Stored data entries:

Segment Open

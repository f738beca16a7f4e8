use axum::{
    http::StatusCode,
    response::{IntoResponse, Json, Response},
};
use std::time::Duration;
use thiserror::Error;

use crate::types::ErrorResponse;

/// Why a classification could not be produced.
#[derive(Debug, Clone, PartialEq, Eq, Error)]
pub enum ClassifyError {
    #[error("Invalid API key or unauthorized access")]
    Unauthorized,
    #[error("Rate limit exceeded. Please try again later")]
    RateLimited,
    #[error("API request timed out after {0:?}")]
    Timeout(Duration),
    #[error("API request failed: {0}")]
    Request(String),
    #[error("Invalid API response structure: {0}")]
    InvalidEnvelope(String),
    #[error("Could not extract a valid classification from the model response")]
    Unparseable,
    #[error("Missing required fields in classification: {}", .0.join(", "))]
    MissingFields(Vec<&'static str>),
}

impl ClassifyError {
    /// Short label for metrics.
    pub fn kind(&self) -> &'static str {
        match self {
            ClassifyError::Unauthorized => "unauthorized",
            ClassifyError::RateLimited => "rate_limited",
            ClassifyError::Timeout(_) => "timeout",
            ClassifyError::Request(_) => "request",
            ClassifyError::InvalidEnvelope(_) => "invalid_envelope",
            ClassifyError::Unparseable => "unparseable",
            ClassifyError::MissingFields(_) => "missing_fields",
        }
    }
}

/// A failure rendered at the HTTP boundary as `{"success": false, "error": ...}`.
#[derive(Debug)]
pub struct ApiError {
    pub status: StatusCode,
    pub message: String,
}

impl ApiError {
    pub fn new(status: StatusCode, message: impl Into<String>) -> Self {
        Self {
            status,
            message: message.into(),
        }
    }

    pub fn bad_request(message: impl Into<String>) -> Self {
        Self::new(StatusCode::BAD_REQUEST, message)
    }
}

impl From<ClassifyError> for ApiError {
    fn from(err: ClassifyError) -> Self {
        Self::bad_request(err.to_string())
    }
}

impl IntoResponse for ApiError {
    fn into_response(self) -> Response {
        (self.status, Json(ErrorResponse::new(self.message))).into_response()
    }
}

Segment Closed

Show all lines in the entries above where the word "StatusCode" appears.

• Final answer
    http::StatusCode,
    pub status: StatusCode,
    pub fn new(status: StatusCode, message: impl Into<String>) -> Self {
        Self::new(StatusCode::BAD_REQUEST, message)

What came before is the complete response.